#### EXERCISE DIRECTIONS
Beneath this task are records; print exactly the stretch of them from the line with "pub struct SortQuery" through the line with "#[derive(Debug, Serialize)]", both ends included.

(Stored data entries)

- - - - - - -

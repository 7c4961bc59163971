//! Statistics rollups for session and historical display.

use std::collections::BTreeMap;

use serde::Serialize;

use crate::types::{group_or_default, Attempt, HistoricalStats, StatsSubmission};

/// Correct/incorrect counts for one group, with their shares of the total.
#[derive(Debug, Clone, Copy, Default, PartialEq, Eq, Serialize)]
#[serde(rename_all = "camelCase")]
pub struct GroupStats {
    pub correct: u32,
    pub incorrect: u32,
    pub total: u32,
    pub accuracy_percent: u32,
    pub incorrect_percent: u32,
}

impl GroupStats {
    fn add(&mut self, correct: bool) {
        self.total += 1;
        if correct {
            self.correct += 1;
        } else {
            self.incorrect += 1;
        }
        self.accuracy_percent = percent(self.correct, self.total);
        self.incorrect_percent = percent(self.incorrect, self.total);
    }
}

/// Aggregate over an attempt sequence.
#[derive(Debug, Clone, Default, PartialEq, Eq, Serialize)]
#[serde(rename_all = "camelCase")]
pub struct Rollup {
    pub total_correct: u32,
    pub total_incorrect: u32,
    pub total: u32,
    pub accuracy_percent: u32,
    pub incorrect_percent: u32,
    pub per_group: BTreeMap<String, GroupStats>,
}

/// Fold attempts into totals and per-group counts. Empty input gives 0%.
pub fn rollup(attempts: &[Attempt]) -> Rollup {
    let mut totals = GroupStats::default();
    let mut per_group: BTreeMap<String, GroupStats> = BTreeMap::new();

    for attempt in attempts {
        totals.add(attempt.correct);
        per_group
            .entry(group_or_default(Some(&attempt.group)))
            .or_default()
            .add(attempt.correct);
    }

    Rollup {
        total_correct: totals.correct,
        total_incorrect: totals.incorrect,
        total: totals.total,
        accuracy_percent: totals.accuracy_percent,
        incorrect_percent: totals.incorrect_percent,
        per_group,
    }
}

/// `round(100 * part / whole)` with halves rounded up, 0 for an empty whole.
pub fn percent(part: u32, whole: u32) -> u32 {
    if whole == 0 {
        return 0;
    }
    let scaled = u64::from(part) * 200 + u64::from(whole);
    (scaled / (2 * u64::from(whole))) as u32
}

/// Render seconds as `"{h}h {m}m {s}s"`.
pub fn format_duration(seconds: u64) -> String {
    let hours = seconds / 3600;
    let minutes = (seconds % 3600) / 60;
    let secs = seconds % 60;
    format!("{hours}h {minutes}m {secs}s")
}

/// Historical display model.
#[derive(Debug, Clone, PartialEq, Eq, Serialize)]
#[serde(rename_all = "camelCase")]
pub struct HistoricalRollup {
    pub total_time: u64,
    pub formatted_time: String,
    #[serde(flatten)]
    pub rollup: Rollup,
}

/// Combines the latest fetched history with attempts recorded locally but
/// not yet sent.
#[derive(Debug, Clone, Default)]
pub struct StatsAggregator {
    snapshot: HistoricalStats,
    unsent: Vec<StatsSubmission>,
}

impl StatsAggregator {
    pub fn from_snapshot(snapshot: HistoricalStats) -> Self {
        Self {
            snapshot,
            unsent: Vec::new(),
        }
    }

    pub fn include_unsent(&mut self, submission: StatsSubmission) {
        if !submission.is_empty() {
            self.unsent.push(submission);
        }
    }

    pub fn display(&self) -> HistoricalRollup {
        let total_time = self.snapshot.total_time
            + self.unsent.iter().map(|s| s.time_spent).sum::<u64>();
        let attempts: Vec<Attempt> = self
            .snapshot
            .words_practiced
            .iter()
            .chain(self.unsent.iter().flat_map(|s| s.words_practiced.iter()))
            .cloned()
            .collect();

        HistoricalRollup {
            total_time,
            formatted_time: format_duration(total_time),
            rollup: rollup(&attempts),
        }
    }
}
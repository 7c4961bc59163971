//! Group renaming through the vocabulary API

use practice_core::{CardSet, GroupIndex};

use crate::error::Result;
use crate::models::{RenameFailure, RenameGroupResponse};
use crate::remote::VocabularyApi;

/// Move every card of group `from` to `to`, one remote update per card.
///
/// The rename is validated against freshly fetched cards before anything is
/// sent. Cards that fail to update keep their old group and are reported;
/// successful updates are not rolled back.
pub async fn rename_group(
    api: &dyn VocabularyApi,
    token: &str,
    from: &str,
    to: &str,
) -> Result<RenameGroupResponse> {
    let cards = CardSet::new(api.fetch_flashcards(token).await?);
    let plan = GroupIndex::build(cards.cards()).plan_rename(from, to)?;

    let mut renamed = Vec::with_capacity(plan.card_ids.len());
    let mut failed = Vec::new();
    for card_id in plan.card_ids {
        match api.update_card_group(token, &card_id, &plan.to).await {
            Ok(()) => renamed.push(card_id),
            Err(e) => {
                tracing::warn!("Failed to move card {} to group {}: {}", card_id, plan.to, e);
                failed.push(RenameFailure {
                    card_id,
                    error: e.to_string(),
                });
            }
        }
    }

    tracing::info!(
        "Renamed group {} to {}: {} moved, {} failed",
        plan.from,
        plan.to,
        renamed.len(),
        failed.len()
    );

    Ok(RenameGroupResponse {
        from: plan.from,
        to: plan.to,
        renamed,
        failed,
    })
}
//! Grouping and ordering of flashcards for list presentation.

use std::cmp::Ordering;
use std::collections::BTreeMap;

use serde::Serialize;
use unicode_normalization::char::is_combining_mark;
use unicode_normalization::UnicodeNormalization;

use crate::error::{PracticeError, Result};
use crate::types::{group_or_default, Flashcard, SortOption};

/// Cards of one group.
#[derive(Debug, Clone, PartialEq, Eq, Serialize)]
#[serde(rename_all = "camelCase")]
pub struct CardGroup {
    pub name: String,
    pub cards: Vec<Flashcard>,
}

/// Cards partitioned by group name. Groups iterate in lexicographic order,
/// members in first-seen order.
#[derive(Debug, Clone, Default, PartialEq, Eq)]
pub struct GroupIndex {
    groups: BTreeMap<String, Vec<Flashcard>>,
}

/// Cards affected by renaming a group.
#[derive(Debug, Clone, PartialEq, Eq, Serialize)]
#[serde(rename_all = "camelCase")]
pub struct RenamePlan {
    pub from: String,
    pub to: String,
    pub card_ids: Vec<String>,
}

impl GroupIndex {
    pub fn build(cards: &[Flashcard]) -> Self {
        Self {
            groups: group_by(cards),
        }
    }

    pub fn group_names(&self) -> impl Iterator<Item = &str> {
        self.groups.keys().map(String::as_str)
    }

    pub fn members(&self, group: &str) -> &[Flashcard] {
        self.groups.get(group).map(Vec::as_slice).unwrap_or_default()
    }

    pub fn len(&self) -> usize {
        self.groups.len()
    }

    pub fn is_empty(&self) -> bool {
        self.groups.is_empty()
    }

    /// Groups in name order with their members ordered by `option`.
    pub fn sorted(&self, option: SortOption) -> Vec<CardGroup> {
        self.groups
            .iter()
            .map(|(name, cards)| CardGroup {
                name: name.clone(),
                cards: sort_cards(cards, option),
            })
            .collect()
    }

    /// Validate a rename and list the cards it touches.
    pub fn plan_rename(&self, from: &str, to: &str) -> Result<RenamePlan> {
        let to = to.trim();
        if to.is_empty() {
            return Err(PracticeError::EmptyGroupName);
        }
        let members = self
            .groups
            .get(from)
            .ok_or_else(|| PracticeError::UnknownGroup {
                name: from.to_string(),
            })?;
        if to == from {
            return Err(PracticeError::UnchangedGroupName {
                name: from.to_string(),
            });
        }
        if self.groups.contains_key(to) {
            return Err(PracticeError::DuplicateGroup {
                name: to.to_string(),
            });
        }

        Ok(RenamePlan {
            from: from.to_string(),
            to: to.to_string(),
            card_ids: members.iter().map(|card| card.id.clone()).collect(),
        })
    }
}

/// Partition cards by group, defaulting blank groups to "Ungrouped".
pub fn group_by(cards: &[Flashcard]) -> BTreeMap<String, Vec<Flashcard>> {
    let mut groups: BTreeMap<String, Vec<Flashcard>> = BTreeMap::new();
    for card in cards {
        groups
            .entry(group_or_default(Some(&card.group)))
            .or_default()
            .push(card.clone());
    }
    groups
}

/// Return a sorted copy of `cards`. Stable: equal keys keep input order.
pub fn sort_cards(cards: &[Flashcard], option: SortOption) -> Vec<Flashcard> {
    let mut sorted = cards.to_vec();
    match option {
        SortOption::Newest => sorted.sort_by(|a, b| b.created_at.cmp(&a.created_at)),
        SortOption::Oldest => sorted.sort_by(|a, b| a.created_at.cmp(&b.created_at)),
        SortOption::Az => sorted.sort_by(|a, b| compare_words(&a.word, &b.word)),
        SortOption::Za => sorted.sort_by(|a, b| compare_words(&b.word, &a.word)),
    }
    sorted
}

/// Locale-style word comparison: accents and case only break ties.
pub fn compare_words(a: &str, b: &str) -> Ordering {
    collation_key(a)
        .cmp(&collation_key(b))
        .then_with(|| a.cmp(b))
}

fn collation_key(word: &str) -> String {
    word.trim()
        .nfkd()
        .filter(|c| !is_combining_mark(*c))
        .flat_map(char::to_lowercase)
        .collect()
}
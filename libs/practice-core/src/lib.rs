//! Vocabulary practice engine shared by the practice server and its tests.
//!
//! Provides:
//! - Card sets, group indexing and list sorting
//! - Selection of cards across groups
//! - Flip, spelling and recall practice state machines
//! - Attempt bookkeeping and statistics rollups
//! - Seedable randomness for shuffles and face draws

pub mod card_set;
pub mod error;
pub mod flip;
pub mod grouping;
pub mod ledger;
pub mod matching;
pub mod practice;
pub mod random;
pub mod recall;
pub mod selection;
pub mod spelling;
pub mod stats;
pub mod types;

pub use card_set::CardSet;
pub use error::{ErrorKind, PracticeError, Result};
pub use flip::{FlipState, FlipStateMachine};
pub use grouping::{compare_words, group_by, sort_cards, CardGroup, GroupIndex, RenamePlan};
pub use ledger::{AttemptLedger, SessionStats};
pub use matching::{check_spelling, normalize_spelling, SpellingCheck};
pub use practice::{ModeView, PracticeSession, SessionSummary, SubmitOutcome};
pub use random::{shuffle_with, RandomSource, SeededRandom};
pub use recall::{RecallSession, RecallView};
pub use selection::SelectionSet;
pub use spelling::{Feedback, SpellingOutcome, SpellingPrompt, SpellingSession};
pub use stats::{format_duration, percent, rollup, GroupStats, HistoricalRollup, Rollup, StatsAggregator};
pub use types::{
    group_or_default, Attempt, Face, Flashcard, HistoricalStats, PracticeMode, SortOption,
    StatsSubmission, DEFAULT_GROUP,
};
//! API request and response types

use serde::{Deserialize, Serialize};
use uuid::Uuid;

// Re-export shared types from practice-core
pub use practice_core::{
    CardGroup, Flashcard, HistoricalRollup, ModeView, PracticeMode, SessionSummary, SortOption,
    SubmitOutcome,
};

// === Listing Types ===

/// Query parameter for list ordering
#[derive(Debug, Default, Deserialize)]
pub struct SortQuery {
    pub sort: Option<String>,
}

impl SortQuery {
    /// Unknown or missing values fall back to the default ordering.
    pub fn option(&self) -> SortOption {
        self.sort
            .as_deref()
            .and_then(SortOption::from_str)
            .unwrap_or_default()
    }
}

#[derive(Debug, Serialize, Deserialize)]
#[serde(rename_all = "camelCase")]
pub struct CardListResponse {
    pub sort: SortOption,
    pub cards: Vec<Flashcard>,
}

#[derive(Debug, Serialize)]
#[serde(rename_all = "camelCase")]
pub struct GroupListResponse {
    pub sort: SortOption,
    pub groups: Vec<CardGroup>,
}

// === Group Rename Types ===

#[derive(Debug, Deserialize)]
#[serde(rename_all = "camelCase")]
pub struct RenameGroupRequest {
    pub new_name: String,
}

/// A card whose group could not be updated
#[derive(Debug, Clone, PartialEq, Eq, Serialize, Deserialize)]
#[serde(rename_all = "camelCase")]
pub struct RenameFailure {
    pub card_id: String,
    pub error: String,
}

#[derive(Debug, Clone, Serialize, Deserialize)]
#[serde(rename_all = "camelCase")]
pub struct RenameGroupResponse {
    pub from: String,
    pub to: String,
    pub renamed: Vec<String>,
    pub failed: Vec<RenameFailure>,
}

// === Selection Types ===

#[derive(Debug, Deserialize)]
#[serde(rename_all = "camelCase")]
pub struct ToggleCardRequest {
    pub card_id: String,
}

#[derive(Debug, Deserialize)]
#[serde(rename_all = "camelCase")]
pub struct ToggleGroupRequest {
    pub group: String,
}

/// One group as shown on the selection screen
#[derive(Debug, Clone, Serialize, Deserialize)]
#[serde(rename_all = "camelCase")]
pub struct SelectionGroup {
    pub name: String,
    pub card_ids: Vec<String>,
    pub fully_selected: bool,
}

#[derive(Debug, Clone, Serialize, Deserialize)]
#[serde(rename_all = "camelCase")]
pub struct SelectionResponse {
    pub id: Uuid,
    pub count: usize,
    pub selected_ids: Vec<String>,
    pub groups: Vec<SelectionGroup>,
}

// === Session Types ===

#[derive(Debug, Deserialize)]
#[serde(rename_all = "camelCase")]
pub struct StartSessionRequest {
    pub mode: PracticeMode,
    pub selection_id: Option<Uuid>,
}

#[derive(Debug, Deserialize)]
pub struct SubmitRequest {
    pub input: String,
}

#[derive(Debug, Clone, Serialize)]
#[serde(rename_all = "camelCase")]
pub struct SessionResponse {
    pub id: Uuid,
    pub view: ModeView,
    pub summary: SessionSummary,
}

#[derive(Debug, Clone, Serialize)]
#[serde(rename_all = "camelCase")]
pub struct SubmitResponse {
    pub outcome: SubmitOutcome,
    pub view: ModeView,
    pub summary: SessionSummary,
}

#[derive(Debug, Clone, Serialize)]
#[serde(rename_all = "camelCase")]
pub struct EndSessionResponse {
    pub id: Uuid,
    pub summary: SessionSummary,
}

// === Stats Types ===

pub type StatsResponse = HistoricalRollup;

#[derive(Debug, Serialize, Deserialize)]
#[serde(rename_all = "camelCase")]
pub struct ResetStatsResponse {
    pub reset: bool,
    /// Live sessions of the caller whose local bookkeeping was cleared.
    pub sessions_cleared: usize,
}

- - - - - - -

#### RESPONSE BOX
pub struct SortQuery {
    pub sort: Option<String>,
}

impl SortQuery {
    /// Unknown or missing values fall back to the default ordering.
    pub fn option(&self) -> SortOption {
        self.sort
            .as_deref()
            .and_then(SortOption::from_str)
            .unwrap_or_default()
    }
}

#[derive(Debug, Serialize, Deserialize)]
#[serde(rename_all = "camelCase")]
pub struct CardListResponse {
    pub sort: SortOption,
    pub cards: Vec<Flashcard>,
}

#[derive(Debug, Serialize)]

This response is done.